Time was also a social construct, heavy with spiritual significance. Many prehistoric communities marked time not by minutes or hours, but by natural events and communal activities. Rituals, storytelling, and gatherings were often timed to line up with significant natural events, such as full moons, solstices or eclipses.
The lack of mechanical timekeeping during this era meant that people lived lives that were less segmented and scheduled than in modern times. Work, social activity, and rest were fluidly integrated with the demands of the environment and the community. This lifestyle fostered a different sense of time, one that was less about counting hours and more about living in harmony with the natural world.
The Invention of Timekeeping Devices
Continuous Timekeeping Devices
Sundials
Sundials, which date back to ancient Egyptian and Babylonian civilizations around 1500 BCE, provided a way to measure time based on the shadow cast by the sun. These devices divided the day into units, but depended entirely on the presence of sunlight, limiting their usefulness to daylight hours and clear weather conditions. They were made by attaching a triangular piece that pointed to the North Star to a circular base that had the hours marked on it. They were created in varying sizes, but the length of the shadow just depends on your latitude, and the angle of the shadow shows your time.
Fun fact: the concept of the sun casting a different length shadow at different latitudes was used by Greek mathematician Eratosthenes to estimate the curvature of the Earth within 2% of the currently accepted value. Over 2000 years ago. So uhhhh, any flat-earthers out there looking to "do your own research," go outside with a stick and a tape measure.
Water Clocks
To overcome the limitations of sundials, a few cultures developed water clocks, or clepsydras, which allowed for time measurement regardless of natural light. They measured time by a regular flow of liquid into or out of a vessel. Water clocks appeared in various forms across ancient civilizations, including Egypt, India, China, and Greece, each adding nuances and improvements. For example, in the 3rd century BCE, the Greek engineer Ctesibius of Alexandria incorporated gear-wheels and a dial indicator to show time more accurately in his water clocks, introducing a form of mechanization in time measurement.
Incense Clocks
Originating in ancient China, incense clocks were a method of timekeeping that relied on the slow and consistent burning of specially designed incense sticks or powders. These clocks were often crafted with different scents that would release fragrances or trigger small bells at set intervals. They were commonly used in religious ceremonies, homes, and imperial courts, as they provided a silent and enjoyable way to measure time. Their use was especially valuable in Buddhist and Taoist temples, where monks relied on them for meditation and prayer sessions.
Astrolabes
First developed by Greek astronomers and later refined by Islamic scholars, the astrolabe was a sophisticated instrument used for determining time and celestial positioning. By aligning its rotating components with the positions of stars or the Sun, users could calculate local time, latitude, and even track stars or predict astronomical events.

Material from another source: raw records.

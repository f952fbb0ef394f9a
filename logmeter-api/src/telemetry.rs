//! Tracing subscriber setup.

use tracing_subscriber::{layer::SubscriberExt, util::SubscriberInitExt, EnvFilter};

use crate::error::{ApiError, ApiResult};

/// Filter used when `RUST_LOG` is unset.
pub const DEFAULT_FILTER: &str = "warn,logmeter=info";

/// Install the global tracing subscriber.
///
/// Honors `RUST_LOG`, falling back to [`DEFAULT_FILTER`]. Output is
/// newline-delimited JSON when `json` is set, human-readable otherwise.
pub fn init_tracing(json: bool) -> ApiResult<()> {
    let env_filter =
        EnvFilter::try_from_default_env().unwrap_or_else(|_| EnvFilter::new(DEFAULT_FILTER));

    let registry = tracing_subscriber::registry().with(env_filter);
    let result = if json {
        registry.with(tracing_subscriber::fmt::layer().json()).try_init()
    } else {
        registry.with(tracing_subscriber::fmt::layer()).try_init()
    };
    result.map_err(|e| ApiError::internal_error(format!("Failed to init subscriber: {}", e)))?;

    tracing::info!(json, "Tracing initialized");
    Ok(())
}
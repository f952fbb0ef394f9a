//! logmeter DSL - Program Lexer, Parser & Compiler
//!
//! A logmeter program is a list of rules. Each rule is a regular expression
//! guarding a block of builtin calls that update metrics:
//!
//! ```text
//! /(?P<date>\d+) GET (?P<path>\S+)/ {
//!   strptime($date, "%s")
//!   inc(requests)
//!   tag(requests, "path", $path)
//! }
//! ```
//!
//! Architecture:
//! ```text
//! Program Source (.lm files)
//!     ↓
//! Lexer (positioned tokens)
//!     ↓
//! Parser (rules → AST, collected syntax errors)
//!     ↓
//! Compiler (regex compilation, capture resolution, arity checks)
//!     ↓
//! Program (executed by the runtime VM)
//! ```

pub mod builtin;
pub mod compiler;
pub mod lexer;
pub mod parser;

pub use builtin::{ArgKind, Builtin};
pub use compiler::*;
pub use lexer::{Lexer, Position, Token, TokenKind};
pub use parser::{parse, Ast, CaptureRef, Expr, ExprKind, ParseError, Parser, Rule, Statement};

use thiserror::Error;

/// Any diagnostic produced while turning program source into a [`Program`].
#[derive(Debug, Clone, Error, PartialEq)]
pub enum DslError {
    #[error(transparent)]
    Parse(#[from] ParseError),

    #[error(transparent)]
    Compile(#[from] CompileError),
}

/// Parse and compile one program source.
///
/// Any syntax error rejects the whole source. Compile errors only drop the
/// offending rules; the program is still returned if at least one rule
/// survived, together with the diagnostics for the rules that did not.
pub fn compile_source(label: &str, source: &str) -> (Option<Program>, Vec<DslError>) {
    let (ast, parse_errors) = parse(label, source);
    if !parse_errors.is_empty() {
        return (None, parse_errors.into_iter().map(DslError::from).collect());
    }

    let (program, compile_errors) = compile(label, &ast);
    (program, compile_errors.into_iter().map(DslError::from).collect())
}

#[cfg(test)]
mod tests {
    use super::*;

    #[test]
    fn test_syntax_error_rejects_whole_source() {
        let source = "/a/ { inc(x) }\n/b/ { inc(y }\n";
        let (program, errors) = compile_source("two.lm", source);
        assert!(program.is_none());
        assert_eq!(errors.len(), 1);
        assert!(matches!(errors[0], DslError::Parse(_)));
    }

    #[test]
    fn test_compile_error_keeps_valid_rules() {
        let source = "/a/ { inc(x) }\n/b/ { tag(y, \"k\", $missing) }\n";
        let (program, errors) = compile_source("partial.lm", source);
        let program = program.expect("one rule should survive");
        assert_eq!(program.rules.len(), 1);
        assert_eq!(errors.len(), 1);
        assert!(errors[0].to_string().contains("undefined capture reference"));
    }
}
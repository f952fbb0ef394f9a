//! logmeter Core - Metric Types and Shared Store
//!
//! Data structures shared by every other crate in the workspace: the
//! [`Metric`] record updated by program builtins, and the [`MetricStore`]
//! that owns every metric for the lifetime of the process.
//!
//! ```text
//! VM builtins ──write──▶ MetricStore ◀──snapshot── export handlers
//! ```

use chrono::{DateTime, Utc};

pub mod error;
pub mod metric;
pub mod store;

pub use error::{StoreError, StoreResult};
pub use metric::{Metric, MetricKind};
pub use store::MetricStore;

/// Timestamp type using UTC timezone.
pub type Timestamp = DateTime<Utc>;
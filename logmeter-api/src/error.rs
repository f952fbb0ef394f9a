//! Error Types for the logmeter server
//!
//! `ApiError` is both the HTTP error body returned by the export handlers
//! and the error type of the binary's startup path.

use axum::{
    http::StatusCode,
    response::{IntoResponse, Response},
    Json,
};
use logmeter_core::StoreError;
use logmeter_runtime::LoadError;
use serde::Serialize;
use thiserror::Error;

use crate::config::ConfigError;

// ============================================================================
// ERROR CODE ENUM
// ============================================================================

/// Category of an [`ApiError`], mapped to an HTTP status.
#[derive(Debug, Clone, Copy, PartialEq, Eq, Serialize)]
#[serde(rename_all = "SCREAMING_SNAKE_CASE")]
pub enum ErrorCode {
    /// Configuration or request input was rejected
    InvalidInput,
    /// The metric store cannot be read
    StoreUnavailable,
    /// Anything else
    InternalError,
}

impl ErrorCode {
    pub fn status_code(self) -> StatusCode {
        match self {
            ErrorCode::InvalidInput => StatusCode::BAD_REQUEST,
            ErrorCode::StoreUnavailable => StatusCode::SERVICE_UNAVAILABLE,
            ErrorCode::InternalError => StatusCode::INTERNAL_SERVER_ERROR,
        }
    }
}

// ============================================================================
// API ERROR
// ============================================================================

/// Error returned to HTTP clients as `{"code": ..., "message": ...}`.
#[derive(Debug, Clone, PartialEq, Serialize, Error)]
#[error("{message}")]
pub struct ApiError {
    pub code: ErrorCode,
    pub message: String,
}

pub type ApiResult<T> = Result<T, ApiError>;

impl ApiError {
    pub fn new(code: ErrorCode, message: impl Into<String>) -> Self {
        Self {
            code,
            message: message.into(),
        }
    }

    pub fn invalid_input(message: impl Into<String>) -> Self {
        Self::new(ErrorCode::InvalidInput, message)
    }

    pub fn store_unavailable(message: impl Into<String>) -> Self {
        Self::new(ErrorCode::StoreUnavailable, message)
    }

    pub fn internal_error(message: impl Into<String>) -> Self {
        Self::new(ErrorCode::InternalError, message)
    }

    pub fn status_code(&self) -> StatusCode {
        self.code.status_code()
    }
}

impl IntoResponse for ApiError {
    fn into_response(self) -> Response {
        let status = self.status_code();
        (status, Json(self)).into_response()
    }
}

// ============================================================================
// CONVERSIONS
// ============================================================================

impl From<StoreError> for ApiError {
    fn from(err: StoreError) -> Self {
        tracing::error!(error = %err, "Metric store error");
        match err {
            StoreError::LockPoisoned => ApiError::store_unavailable("Metric store is unavailable"),
            StoreError::NotFound { .. } => ApiError::internal_error(err.to_string()),
        }
    }
}

impl From<ConfigError> for ApiError {
    fn from(err: ConfigError) -> Self {
        ApiError::invalid_input(err.to_string())
    }
}

impl From<LoadError> for ApiError {
    fn from(err: LoadError) -> Self {
        ApiError::internal_error(err.to_string())
    }
}

#[cfg(test)]
mod tests {
    use super::*;

    #[test]
    fn test_status_codes() {
        assert_eq!(ApiError::invalid_input("x").status_code(), StatusCode::BAD_REQUEST);
        assert_eq!(
            ApiError::from(StoreError::LockPoisoned).status_code(),
            StatusCode::SERVICE_UNAVAILABLE
        );
        assert_eq!(
            ApiError::internal_error("x").status_code(),
            StatusCode::INTERNAL_SERVER_ERROR
        );
    }

    #[test]
    fn test_response_carries_status() {
        let response = ApiError::store_unavailable("down").into_response();
        assert_eq!(response.status(), StatusCode::SERVICE_UNAVAILABLE);
    }

    #[test]
    fn test_display_is_message() {
        let err = ApiError::from(ConfigError::ZeroPollInterval);
        assert_eq!(err.code, ErrorCode::InvalidInput);
        assert_eq!(err.to_string(), ConfigError::ZeroPollInterval.to_string());
    }
}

Astrolabes played a crucial role in navigation, particularly for sailors during the Age of Exploration, as they allowed for accurate sea travel before the development of more advanced timepieces. They were also used by scholars and scientists for astronomical observations, making them one of the most important scientific tools of the medieval world.
Candle Clocks and the First Alarms
Candle clocks were an early and practical way to measure time before mechanical clocks became widespread. They worked by marking candles at specific intervals and using the slow, consistent burning of wax to indicate the passage of time. Some variations included small metal pegs or nails inserted at set points in the candle, which would fall onto a metal plate when the wax melted to make a sound that acted as an alarm or reminder.

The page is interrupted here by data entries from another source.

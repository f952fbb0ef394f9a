//! Log file tailer.
//!
//! Each [`FileTail`] remembers how far into its file it has read. Polling
//! reads whatever was appended since, hands back the complete lines and
//! keeps any unterminated tail until its newline arrives. A file shorter
//! than the remembered offset was truncated and is read again from the
//! start.

use std::fs::File;
use std::io::{self, Read, Seek, SeekFrom};
use std::path::{Path, PathBuf};
use std::time::Duration;
use tokio::sync::mpsc;
use tokio::time::MissedTickBehavior;
use tracing::{debug, info, warn};

/// Read position in one log file.
#[derive(Debug)]
pub struct FileTail {
    path: PathBuf,
    offset: u64,
    partial: Vec<u8>,
}

impl FileTail {
    /// Start at the current end of `path`. A missing file is followed from
    /// its first byte once it appears.
    pub fn at_end(path: impl Into<PathBuf>) -> Self {
        let path = path.into();
        let offset = match std::fs::metadata(&path) {
            Ok(meta) => meta.len(),
            Err(err) => {
                debug!(path = %path.display(), error = %err, "Log file not readable yet");
                0
            }
        };
        Self {
            path,
            offset,
            partial: Vec::new(),
        }
    }

    /// Start at the first byte of `path`.
    pub fn from_start(path: impl Into<PathBuf>) -> Self {
        Self {
            path: path.into(),
            offset: 0,
            partial: Vec::new(),
        }
    }

    pub fn path(&self) -> &Path {
        &self.path
    }

    /// Read newly appended data and return the lines it completed, without
    /// their line terminators.
    pub fn poll(&mut self) -> io::Result<Vec<String>> {
        let mut file = match File::open(&self.path) {
            Ok(file) => file,
            Err(err) if err.kind() == io::ErrorKind::NotFound => return Ok(Vec::new()),
            Err(err) => return Err(err),
        };

        let len = file.metadata()?.len();
        if len < self.offset {
            info!(path = %self.path.display(), "Log file truncated, reading from start");
            self.offset = 0;
            self.partial.clear();
        }
        if len == self.offset {
            return Ok(Vec::new());
        }

        file.seek(SeekFrom::Start(self.offset))?;
        let read = file.take(len - self.offset).read_to_end(&mut self.partial)?;
        self.offset += read as u64;

        let mut lines = Vec::new();
        while let Some(end) = self.partial.iter().position(|&b| b == b'\n') {
            let mut line: Vec<u8> = self.partial.drain(..=end).collect();
            line.pop();
            if line.last() == Some(&b'\r') {
                line.pop();
            }
            lines.push(String::from_utf8_lossy(&line).into_owned());
        }
        Ok(lines)
    }
}

/// Poll every tail at `every` and send completed lines down `lines`, in
/// file order. Returns once the receiving side is gone.
pub async fn tail_files(mut tails: Vec<FileTail>, every: Duration, lines: mpsc::Sender<String>) {
    info!(files = tails.len(), interval_ms = every.as_millis() as u64, "Tailer started");

    let mut ticker = tokio::time::interval(every);
    ticker.set_missed_tick_behavior(MissedTickBehavior::Delay);

    loop {
        ticker.tick().await;
        for tail in &mut tails {
            let new_lines = match tail.poll() {
                Ok(new_lines) => new_lines,
                Err(err) => {
                    warn!(path = %tail.path().display(), error = %err, "Cannot read log file");
                    continue;
                }
            };
            for line in new_lines {
                if lines.send(line).await.is_err() {
                    info!("Line channel closed, tailer stopped");
                    return;
                }
            }
        }
    }
}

These clocks were especially useful in homes and monasteries, where monks used them for keeping track of prayer times at night. Their simplicity and reliability made them an effective timekeeping solution in regions where water clocks or mechanical devices were impractical.
Hourglasses
The hourglass, first documented in the 14th century, was a precise and reusable device consisting of two glass bulbs connected by a narrow passage. Fine sand inside the glass would flow from the top chamber to the bottom at a consistent rate, allowing users to measure short intervals of time accurately. Hourglasses were widely used aboard ships for navigation and timing ship duties, as they were unaffected by the movement of the sea.
They also played a role in churches, where they helped regulate sermons, and in scientific experiments requiring precise measurements of short durations. Their durability and ease of use made them a valuable tool in an era before mechanical clocks became common.
Early Oscillating Clocks
Escapements
An escapement is a mechanism in mechanical clocks that regulates the release of energy to ensure accurate timekeeping. It controls the transfer of energy from a power source to the clock’s timekeeping element, allowing the gears to advance in a controlled and periodic manner. Essentially, the escapement ensures that the movement of the clock is steady and does not simply unwind all at once.

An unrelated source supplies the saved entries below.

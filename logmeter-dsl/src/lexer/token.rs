//! Lexer token types

use std::fmt;

/// Token kinds for logmeter programs.
#[derive(Debug, Clone, Copy, PartialEq, Eq, Hash)]
pub enum TokenKind {
    // Special
    Eof,
    Invalid,

    // Delimiters
    LCurly,
    RCurly,
    LParen,
    RParen,
    Comma,

    // Words
    Builtin,
    Id,

    // Literals
    Regex,
    CapRef,
    String,
}

impl fmt::Display for TokenKind {
    fn fmt(&self, f: &mut fmt::Formatter<'_>) -> fmt::Result {
        let text = match self {
            TokenKind::Eof => "end of input",
            TokenKind::Invalid => "invalid input",
            TokenKind::LCurly => "'{'",
            TokenKind::RCurly => "'}'",
            TokenKind::LParen => "'('",
            TokenKind::RParen => "')'",
            TokenKind::Comma => "','",
            TokenKind::Builtin => "builtin",
            TokenKind::Id => "identifier",
            TokenKind::Regex => "regular expression",
            TokenKind::CapRef => "capture reference",
            TokenKind::String => "quoted string",
        };
        f.write_str(text)
    }
}

/// Source location of a token.
///
/// Lines and columns are zero-based; `start_column` and `end_column` are
/// both inclusive, so a one-character token has `start_column == end_column`.
#[derive(Debug, Clone, Copy, Default, PartialEq, Eq, Hash)]
pub struct Position {
    pub line: usize,
    pub start_column: usize,
    pub end_column: usize,
}

impl Position {
    pub fn new(line: usize, start_column: usize, end_column: usize) -> Self {
        Self {
            line,
            start_column,
            end_column,
        }
    }
}

impl fmt::Display for Position {
    fn fmt(&self, f: &mut fmt::Formatter<'_>) -> fmt::Result {
        if self.start_column == self.end_column {
            write!(f, "{}:{}", self.line, self.start_column)
        } else {
            write!(f, "{}:{}-{}", self.line, self.start_column, self.end_column)
        }
    }
}

/// A token with its kind, text and source location.
///
/// For `Regex`, `String` and `CapRef` the text is the payload with its
/// delimiters stripped; for `Invalid` it is the diagnostic message; for
/// `Eof` it is empty.
#[derive(Debug, Clone, PartialEq, Eq)]
pub struct Token {
    pub kind: TokenKind,
    pub text: String,
    pub position: Position,
}

impl Token {
    pub fn new(kind: TokenKind, text: impl Into<String>, position: Position) -> Self {
        Self {
            kind,
            text: text.into(),
            position,
        }
    }

    /// Whether no further tokens can follow this one.
    pub fn is_terminal(&self) -> bool {
        matches!(self.kind, TokenKind::Eof | TokenKind::Invalid)
    }
}

impl fmt::Display for Token {
    fn fmt(&self, f: &mut fmt::Formatter<'_>) -> fmt::Result {
        match self.kind {
            TokenKind::Eof => write!(f, "{}", self.kind),
            TokenKind::LCurly
            | TokenKind::RCurly
            | TokenKind::LParen
            | TokenKind::RParen
            | TokenKind::Comma => write!(f, "{}", self.kind),
            _ => write!(f, "{} {:?}", self.kind, self.text),
        }
    }
}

The earliest known escapement mechanism was the verge escapement, which appeared in medieval Europe around the late 13th century. This system consisted of a crown-shaped gear and a pair of pallets that oscillated back and forth, regulating the movement of the gear teeth. The verge escapement allowed for the creation of the first mechanical clocks, which were mostly found in church towers.
Later improvements led to the anchor escapement, developed in the 17th century, which significantly increased accuracy by reducing friction and enabling the use of the pendulum for timekeeping. This innovation, attributed to either Robert Hooke or William Clement, allowed clocks to achieve much greater precision, leading to the development of longcase (grandfather) clocks.
The escapement mechanism continued to evolve, with later advancements such as the detent escapement (used in marine chronometers) and the lever escapement (used in modern wristwatches), each improving accuracy and efficiency. The invention of the escapement was a fundamental breakthrough in horology, transforming timekeeping from rudimentary devices into precise, mechanical instruments.
Pendulum Clocks
A pendulum clock is a type of clock that uses a swinging pendulum as its timekeeping element. The regular, rhythmic motion of the pendulum regulates the movement of the clock’s gears, making it significantly more accurate than earlier mechanical timepieces. Pendulum clocks remained the most precise timekeeping devices from their invention in the 17th century until the development of quartz and atomic clocks in the 20th century.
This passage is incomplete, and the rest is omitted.